# Exercise brief
Exactly as written, copy the lines that run from the start of the data below to the line containing "fn new() ->", both ends included.

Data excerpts

=== Section Start ===

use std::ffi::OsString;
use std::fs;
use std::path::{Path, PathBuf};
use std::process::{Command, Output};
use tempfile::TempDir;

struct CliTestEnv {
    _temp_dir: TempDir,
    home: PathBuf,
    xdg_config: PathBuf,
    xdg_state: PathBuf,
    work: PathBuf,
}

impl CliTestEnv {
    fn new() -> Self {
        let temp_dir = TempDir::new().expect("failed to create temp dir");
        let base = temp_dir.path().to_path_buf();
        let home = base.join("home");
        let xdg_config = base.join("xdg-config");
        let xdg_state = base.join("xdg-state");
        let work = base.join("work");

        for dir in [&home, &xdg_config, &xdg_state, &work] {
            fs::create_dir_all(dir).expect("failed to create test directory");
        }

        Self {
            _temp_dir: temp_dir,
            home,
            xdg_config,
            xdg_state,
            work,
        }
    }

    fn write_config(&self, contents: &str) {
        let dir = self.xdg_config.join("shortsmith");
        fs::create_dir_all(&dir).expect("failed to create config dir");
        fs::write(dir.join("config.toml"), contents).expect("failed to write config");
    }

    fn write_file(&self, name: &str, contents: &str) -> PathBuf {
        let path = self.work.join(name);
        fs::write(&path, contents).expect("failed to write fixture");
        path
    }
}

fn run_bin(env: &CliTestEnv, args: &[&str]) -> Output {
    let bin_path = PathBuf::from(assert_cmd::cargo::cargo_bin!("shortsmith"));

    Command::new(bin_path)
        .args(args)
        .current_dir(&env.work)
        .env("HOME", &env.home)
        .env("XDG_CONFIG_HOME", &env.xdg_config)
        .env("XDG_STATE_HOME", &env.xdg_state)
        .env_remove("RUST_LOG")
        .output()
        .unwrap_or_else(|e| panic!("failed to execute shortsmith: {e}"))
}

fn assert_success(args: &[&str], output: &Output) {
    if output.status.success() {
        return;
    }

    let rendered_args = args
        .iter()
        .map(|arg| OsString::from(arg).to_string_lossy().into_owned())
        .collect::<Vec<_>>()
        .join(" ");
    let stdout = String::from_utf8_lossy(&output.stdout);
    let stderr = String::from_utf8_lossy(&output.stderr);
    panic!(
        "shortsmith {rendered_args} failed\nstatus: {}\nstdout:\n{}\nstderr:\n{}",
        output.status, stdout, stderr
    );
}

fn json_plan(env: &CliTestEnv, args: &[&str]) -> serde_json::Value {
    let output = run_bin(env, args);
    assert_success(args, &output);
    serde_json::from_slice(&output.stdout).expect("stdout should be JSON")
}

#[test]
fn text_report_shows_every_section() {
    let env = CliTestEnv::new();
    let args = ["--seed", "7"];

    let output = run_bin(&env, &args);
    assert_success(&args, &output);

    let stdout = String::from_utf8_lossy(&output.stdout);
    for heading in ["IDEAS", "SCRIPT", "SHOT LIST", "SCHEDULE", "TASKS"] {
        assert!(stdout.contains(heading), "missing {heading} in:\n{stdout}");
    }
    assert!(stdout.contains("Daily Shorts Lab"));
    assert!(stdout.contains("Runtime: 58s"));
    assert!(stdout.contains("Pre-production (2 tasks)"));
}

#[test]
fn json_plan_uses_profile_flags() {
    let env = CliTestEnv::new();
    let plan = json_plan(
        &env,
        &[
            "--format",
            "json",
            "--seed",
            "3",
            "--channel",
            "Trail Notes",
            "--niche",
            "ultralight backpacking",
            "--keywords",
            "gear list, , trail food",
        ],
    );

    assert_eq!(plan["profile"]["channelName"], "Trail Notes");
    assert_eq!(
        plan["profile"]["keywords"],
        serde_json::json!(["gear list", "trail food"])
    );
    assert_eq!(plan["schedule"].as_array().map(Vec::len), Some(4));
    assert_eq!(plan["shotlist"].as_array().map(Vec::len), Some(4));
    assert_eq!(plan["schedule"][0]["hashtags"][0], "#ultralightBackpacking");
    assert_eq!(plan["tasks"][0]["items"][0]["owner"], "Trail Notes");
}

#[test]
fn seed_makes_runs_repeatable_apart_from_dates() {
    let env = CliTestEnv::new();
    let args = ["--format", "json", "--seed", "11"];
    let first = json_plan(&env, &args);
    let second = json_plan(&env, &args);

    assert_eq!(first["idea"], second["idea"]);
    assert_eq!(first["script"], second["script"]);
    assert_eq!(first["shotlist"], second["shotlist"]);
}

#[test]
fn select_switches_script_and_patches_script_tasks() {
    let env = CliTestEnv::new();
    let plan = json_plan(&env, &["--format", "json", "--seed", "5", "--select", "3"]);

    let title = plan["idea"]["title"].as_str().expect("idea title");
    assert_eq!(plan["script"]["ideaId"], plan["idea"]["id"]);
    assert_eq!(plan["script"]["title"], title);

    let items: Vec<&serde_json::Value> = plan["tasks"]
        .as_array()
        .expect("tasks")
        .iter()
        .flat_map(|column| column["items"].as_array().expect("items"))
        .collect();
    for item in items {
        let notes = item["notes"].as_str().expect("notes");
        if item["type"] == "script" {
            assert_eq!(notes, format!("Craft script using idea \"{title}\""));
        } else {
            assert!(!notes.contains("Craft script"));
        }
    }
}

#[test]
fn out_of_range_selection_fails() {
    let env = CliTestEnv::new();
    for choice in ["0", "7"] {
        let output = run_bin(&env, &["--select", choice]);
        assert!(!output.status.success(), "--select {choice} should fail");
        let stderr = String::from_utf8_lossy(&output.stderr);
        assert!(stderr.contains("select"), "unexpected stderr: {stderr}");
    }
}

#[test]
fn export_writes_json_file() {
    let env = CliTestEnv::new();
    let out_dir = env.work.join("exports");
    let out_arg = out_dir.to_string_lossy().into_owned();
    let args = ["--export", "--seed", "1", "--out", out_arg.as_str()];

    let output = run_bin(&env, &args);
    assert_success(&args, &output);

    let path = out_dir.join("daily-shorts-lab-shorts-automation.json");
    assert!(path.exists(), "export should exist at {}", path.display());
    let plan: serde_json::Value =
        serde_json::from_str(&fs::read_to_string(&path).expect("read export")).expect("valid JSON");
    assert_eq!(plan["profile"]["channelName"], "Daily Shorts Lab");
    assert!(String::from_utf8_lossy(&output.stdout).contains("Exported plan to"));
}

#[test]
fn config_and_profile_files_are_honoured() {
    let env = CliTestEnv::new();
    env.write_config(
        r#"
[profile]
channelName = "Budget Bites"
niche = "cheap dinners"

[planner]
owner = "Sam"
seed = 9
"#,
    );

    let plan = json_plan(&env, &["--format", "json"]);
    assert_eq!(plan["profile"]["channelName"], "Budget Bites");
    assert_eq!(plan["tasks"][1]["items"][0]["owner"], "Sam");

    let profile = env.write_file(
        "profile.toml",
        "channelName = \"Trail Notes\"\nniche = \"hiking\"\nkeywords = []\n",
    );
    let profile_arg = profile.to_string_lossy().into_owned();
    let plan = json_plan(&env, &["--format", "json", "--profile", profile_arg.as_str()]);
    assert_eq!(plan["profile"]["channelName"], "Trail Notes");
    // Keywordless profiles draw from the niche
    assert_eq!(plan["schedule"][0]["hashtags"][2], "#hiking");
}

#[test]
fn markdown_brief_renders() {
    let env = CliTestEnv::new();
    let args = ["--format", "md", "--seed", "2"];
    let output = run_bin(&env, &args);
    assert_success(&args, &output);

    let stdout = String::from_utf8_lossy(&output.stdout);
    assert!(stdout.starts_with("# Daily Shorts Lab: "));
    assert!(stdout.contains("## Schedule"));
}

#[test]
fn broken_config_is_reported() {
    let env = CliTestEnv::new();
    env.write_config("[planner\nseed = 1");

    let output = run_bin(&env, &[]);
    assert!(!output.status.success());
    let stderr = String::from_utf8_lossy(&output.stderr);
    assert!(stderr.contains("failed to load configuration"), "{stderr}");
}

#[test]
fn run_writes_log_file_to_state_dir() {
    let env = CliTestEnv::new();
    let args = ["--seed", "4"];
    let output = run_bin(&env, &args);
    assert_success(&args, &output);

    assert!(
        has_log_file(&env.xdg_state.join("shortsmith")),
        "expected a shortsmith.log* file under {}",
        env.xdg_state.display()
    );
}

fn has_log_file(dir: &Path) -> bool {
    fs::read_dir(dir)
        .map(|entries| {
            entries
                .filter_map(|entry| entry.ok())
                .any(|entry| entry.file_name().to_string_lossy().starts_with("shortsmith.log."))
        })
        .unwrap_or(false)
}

=== Section End ===

# Response to the task
use std::ffi::OsString;
use std::fs;
use std::path::{Path, PathBuf};
use std::process::{Command, Output};
use tempfile::TempDir;

struct CliTestEnv {
    _temp_dir: TempDir,
    home: PathBuf,
    xdg_config: PathBuf,
    xdg_state: PathBuf,
    work: PathBuf,
}

impl CliTestEnv {
    fn new() -> Self {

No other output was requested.